Lift out each line of the data that holds "LengthRejected".

Supplied information section start

//! Recompute controller: keeps length, class selection and the displayed
//! password consistent, one event at a time

use std::fmt;

use tracing::{debug, warn};
use zeroize::Zeroize;

use crate::charset::{CharacterClass, ClassSet, resolve};
use crate::config::{GenerationConfig, MAX_LENGTH, MIN_LENGTH, length_in_bounds};
use crate::error::{Error, Result};
use crate::form::GeneratorForm;
use crate::password::{RandomSource, generate_password};

/// Non-fatal message for the UI
#[derive(Debug, Clone, Copy, PartialEq, Eq)]
pub enum Advisory {
    SelectCharacterSet,
}

impl fmt::Display for Advisory {
    fn fmt(&self, f: &mut fmt::Formatter<'_>) -> fmt::Result {
        match self {
            Advisory::SelectCharacterSet => f.write_str("Please select at least one character set"),
        }
    }
}

#[derive(Debug, Clone, PartialEq, Eq)]
pub enum Event {
    /// First render; the starting length is clamped into range
    Init(GenerationConfig),
    SetLength(usize),
    Increment,
    Decrement,
    ToggleClass(CharacterClass, bool),
    /// Whole config submitted at once
    Apply(GenerationConfig),
    /// Manual refresh with the unchanged config
    Refresh,
}

/// Outcome of a single event
#[derive(Debug, Clone, Copy, PartialEq, Eq)]
pub enum Transition {
    /// A fresh password was published
    Regenerated,
    /// Length outside the bounds, state untouched
    LengthRejected { requested: usize },
    /// Config accepted but the pool is empty, prior password kept
    PoolEmpty,
}

impl Transition {
    /// Map the soft failures onto Error for callers that propagate
    pub fn into_result(self) -> Result<()> {
        match self {
            Transition::Regenerated => Ok(()),
            Transition::LengthRejected { requested } => Err(Error::InvalidLength {
                length: i64::try_from(requested).unwrap_or(i64::MAX),
                min: MIN_LENGTH,
                max: MAX_LENGTH,
            }),
            Transition::PoolEmpty => Err(Error::EmptyCharacterPool),
        }
    }
}

/// The state triple the UI renders from
#[derive(Debug, Clone, PartialEq, Eq, Default)]
pub struct GeneratorState {
    config: GenerationConfig,
    password: String,
    advisory: Option<Advisory>,
}

impl GeneratorState {
    pub fn config(&self) -> &GenerationConfig {
        &self.config
    }

    pub fn length(&self) -> usize {
        self.config.length
    }

    pub fn classes(&self) -> &ClassSet {
        &self.config.classes
    }

    pub fn password(&self) -> &str {
        &self.password
    }

    pub fn advisory(&self) -> Option<Advisory> {
        self.advisory
    }
}

impl Drop for GeneratorState {
    fn drop(&mut self) {
        self.password.zeroize();
    }
}

/// Apply one event to `state`, resolving and regenerating before returning
pub fn reduce<R: RandomSource + ?Sized>(
    state: &mut GeneratorState,
    event: Event,
    rng: &mut R,
) -> Transition {
    debug!(?event, "applying event");
    match event {
        Event::Init(mut config) => {
            config.length = config.length.clamp(MIN_LENGTH, MAX_LENGTH);
            state.config = config;
            regenerate(state, rng)
        }
        Event::Apply(config) => {
            if !length_in_bounds(config.length) {
                return reject(config.length);
            }
            state.config = config;
            regenerate(state, rng)
        }
        Event::SetLength(length) => set_length(state, length, rng),
        Event::Increment => {
            let length = state.config.length.saturating_add(1);
            set_length(state, length, rng)
        }
        Event::Decrement => {
            let length = state.config.length.saturating_sub(1);
            set_length(state, length, rng)
        }
        Event::ToggleClass(class, included) => {
            if included {
                state.config.classes.insert(class);
            } else {
                state.config.classes.remove(&class);
            }
            regenerate(state, rng)
        }
        Event::Refresh => regenerate(state, rng),
    }
}

fn set_length<R: RandomSource + ?Sized>(
    state: &mut GeneratorState,
    length: usize,
    rng: &mut R,
) -> Transition {
    if !length_in_bounds(length) {
        return reject(length);
    }
    state.config.length = length;
    regenerate(state, rng)
}

fn reject(requested: usize) -> Transition {
    debug!(requested, "length out of bounds, ignoring");
    Transition::LengthRejected { requested }
}

fn regenerate<R: RandomSource + ?Sized>(state: &mut GeneratorState, rng: &mut R) -> Transition {
    let pool = resolve(&state.config.classes);
    if pool.is_empty() {
        debug!("empty character pool, keeping previous password");
        state.advisory = Some(Advisory::SelectCharacterSet);
        return Transition::PoolEmpty;
    }

    match generate_password(state.config.length, &pool, rng) {
        Ok(password) => {
            state.password.zeroize();
            state.password = password;
            state.advisory = None;
            debug!(
                length = state.config.length,
                pool = pool.chars().count(),
                "password regenerated"
            );
            Transition::Regenerated
        }
        Err(err) => {
            warn!(%err, "generation failed, keeping previous password");
            state.advisory = Some(Advisory::SelectCharacterSet);
            Transition::PoolEmpty
        }
    }
}

/// Owns the state and the random source
pub struct Controller<R> {
    state: GeneratorState,
    rng: R,
}

impl<R: RandomSource> Controller<R> {
    /// Build the controller and run the initial generation
    pub fn new(initial: GenerationConfig, rng: R) -> Self {
        let mut controller = Self {
            state: GeneratorState::default(),
            rng,
        };
        controller.dispatch(Event::Init(initial));
        controller
    }

    pub fn dispatch(&mut self, event: Event) -> Transition {
        reduce(&mut self.state, event, &mut self.rng)
    }

    pub fn state(&self) -> &GeneratorState {
        &self.state
    }

    pub fn set_length(&mut self, length: usize) -> Transition {
        self.dispatch(Event::SetLength(length))
    }

    pub fn increment(&mut self) -> Transition {
        self.dispatch(Event::Increment)
    }

    pub fn decrement(&mut self) -> Transition {
        self.dispatch(Event::Decrement)
    }

    pub fn toggle_class(&mut self, class: CharacterClass, included: bool) -> Transition {
        self.dispatch(Event::ToggleClass(class, included))
    }

    pub fn refresh(&mut self) -> Transition {
        self.dispatch(Event::Refresh)
    }

    /// Validate a submitted form and apply it as one transition
    pub fn apply_form(&mut self, form: GeneratorForm) -> Result<Transition> {
        form.validate()?;
        let config = form.into_config()?;
        Ok(self.dispatch(Event::Apply(config)))
    }

    /// Whether the "+" button should be enabled
    pub fn can_increment(&self) -> bool {
        self.state.length() < MAX_LENGTH
    }

    /// Whether the "-" button should be enabled
    pub fn can_decrement(&self) -> bool {
        self.state.length() > MIN_LENGTH
    }
}

// ------------------ TESTS ------------------
#[cfg(test)]
mod tests {
    use super::*;
    use crate::charset::{NUMBERS, all_classes};
    use rand::SeedableRng;
    use rand::rngs::StdRng;

    fn controller() -> Controller<StdRng> {
        Controller::new(GenerationConfig::default(), StdRng::seed_from_u64(7))
    }

    fn only(class: CharacterClass) -> ClassSet {
        [class].into_iter().collect()
    }

    #[test]
    fn test_init_generates_with_defaults() {
        let c = controller();
        assert_eq!(c.state().length(), 8);
        assert_eq!(c.state().classes(), &all_classes());
        assert_eq!(c.state().password().chars().count(), 8);
        assert!(c.state().advisory().is_none());
    }

    #[test]
    fn test_init_clamps_out_of_range_length() {
        let low = Controller::new(
            GenerationConfig::new(0, all_classes()),
            StdRng::seed_from_u64(1),
        );
        assert_eq!(low.state().length(), 1);
        assert_eq!(low.state().password().chars().count(), 1);
        assert!(low.state().advisory().is_none());

        let high = Controller::new(
            GenerationConfig::new(75, only(CharacterClass::Numbers)),
            StdRng::seed_from_u64(1),
        );
        assert_eq!(high.state().length(), 50);
        assert_eq!(high.state().password().chars().count(), 50);
        assert_eq!(high.state().classes(), &only(CharacterClass::Numbers));
    }

    #[test]
    fn test_set_length_regenerates() {
        let mut c = controller();
        assert_eq!(c.set_length(20), Transition::Regenerated);
        assert_eq!(c.state().length(), 20);
        assert_eq!(c.state().password().chars().count(), 20);
    }

    #[test]
    fn test_set_length_zero_rejected_at_min() {
        let mut c = controller();
        c.set_length(1);
        let before = c.state().password().to_string();

        assert_eq!(c.set_length(0), Transition::LengthRejected { requested: 0 });
        assert_eq!(c.state().length(), 1);
        assert_eq!(c.state().password(), before);
    }

    #[test]
    fn test_set_length_51_rejected_at_max() {
        let mut c = controller();
        c.set_length(50);
        assert_eq!(c.set_length(51), Transition::LengthRejected { requested: 51 });
        assert_eq!(c.state().length(), 50);
    }

    #[test]
    fn test_increment_and_decrement_stop_at_bounds() {
        let mut c = controller();
        c.set_length(1);
        assert!(!c.can_decrement());
        assert!(matches!(c.decrement(), Transition::LengthRejected { .. }));
        assert_eq!(c.state().length(), 1);

        c.set_length(50);
        assert!(!c.can_increment());
        assert!(matches!(c.increment(), Transition::LengthRejected { .. }));
        assert_eq!(c.state().length(), 50);

        assert_eq!(c.decrement(), Transition::Regenerated);
        assert_eq!(c.state().length(), 49);
        assert_eq!(c.state().password().chars().count(), 49);
    }

    #[test]
    fn test_toggle_regenerates_from_new_pool() {
        let mut c = controller();
        for class in [
            CharacterClass::Uppercase,
            CharacterClass::Lowercase,
            CharacterClass::Symbols,
        ] {
            c.toggle_class(class, false);
        }
        assert_eq!(c.state().classes(), &only(CharacterClass::Numbers));
        assert!(c.state().password().chars().all(|ch| NUMBERS.contains(ch)));
    }

    #[test]
    fn test_deselecting_last_class_keeps_password() {
        let mut c = Controller::new(
            GenerationConfig::new(12, only(CharacterClass::Lowercase)),
            StdRng::seed_from_u64(9),
        );
        let before = c.state().password().to_string();
        assert_eq!(before.chars().count(), 12);

        assert_eq!(
            c.toggle_class(CharacterClass::Lowercase, false),
            Transition::PoolEmpty
        );
        assert!(c.state().classes().is_empty());
        assert_eq!(c.state().password(), before);
        assert_eq!(c.state().advisory(), Some(Advisory::SelectCharacterSet));
        assert_eq!(resolve(c.state().classes()), "");

        // Length changes while empty are accepted but still skip generation
        assert_eq!(c.set_length(30), Transition::PoolEmpty);
        assert_eq!(c.state().length(), 30);
        assert_eq!(c.state().password(), before);

        // Re-selecting clears the advisory
        assert_eq!(
            c.toggle_class(CharacterClass::Numbers, true),
            Transition::Regenerated
        );
        assert!(c.state().advisory().is_none());
        assert_eq!(c.state().password().chars().count(), 30);
    }

    #[test]
    fn test_refresh_keeps_config() {
        let mut c = controller();
        let config = c.state().config().clone();
        assert_eq!(c.refresh(), Transition::Regenerated);
        assert_eq!(c.state().config(), &config);
        assert_eq!(c.state().password().chars().count(), 8);
    }

    #[test]
    fn test_apply_form_with_unknown_ids_only() {
        let mut c = controller();
        let before = c.state().password().to_string();
        let form = GeneratorForm {
            length: 10,
            character_sets: vec!["hieroglyphs".into()],
        };
        assert_eq!(c.apply_form(form).unwrap(), Transition::PoolEmpty);
        assert_eq!(c.state().password(), before);
        assert_eq!(c.state().advisory(), Some(Advisory::SelectCharacterSet));
    }

    #[test]
    fn test_apply_form_rejects_empty_sets() {
        let mut c = controller();
        let form = GeneratorForm {
            length: 10,
            character_sets: vec![],
        };
        assert!(matches!(c.apply_form(form), Err(Error::EmptyCharacterPool)));
        assert_eq!(c.state().length(), 8);
    }

    #[test]
    fn test_apply_out_of_range_leaves_state() {
        let mut state = GeneratorState::default();
        let mut rng = StdRng::seed_from_u64(11);
        let t = reduce(
            &mut state,
            Event::Apply(GenerationConfig::new(99, all_classes())),
            &mut rng,
        );
        assert_eq!(t, Transition::LengthRejected { requested: 99 });
        assert_eq!(state.length(), 8);
        assert!(state.password().is_empty());
    }

    #[test]
    fn test_transition_into_result() {
        assert!(Transition::Regenerated.into_result().is_ok());
        assert!(matches!(
            Transition::PoolEmpty.into_result(),
            Err(Error::EmptyCharacterPool)
        ));
        assert!(matches!(
            Transition::LengthRejected { requested: 0 }.into_result(),
            Err(Error::InvalidLength { length: 0, .. })
        ));
    }

    #[test]
    fn test_advisory_message() {
        assert_eq!(
            Advisory::SelectCharacterSet.to_string(),
            "Please select at least one character set"
        );
    }
}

Supplied information section end

→ **Solution to the problem**:
    LengthRejected { requested: usize },
            Transition::LengthRejected { requested } => Err(Error::InvalidLength {
    Transition::LengthRejected { requested }
        assert_eq!(c.set_length(0), Transition::LengthRejected { requested: 0 });
        assert_eq!(c.set_length(51), Transition::LengthRejected { requested: 51 });
        assert!(matches!(c.decrement(), Transition::LengthRejected { .. }));
        assert!(matches!(c.increment(), Transition::LengthRejected { .. }));
        assert_eq!(t, Transition::LengthRejected { requested: 99 });
            Transition::LengthRejected { requested: 0 }.into_result(),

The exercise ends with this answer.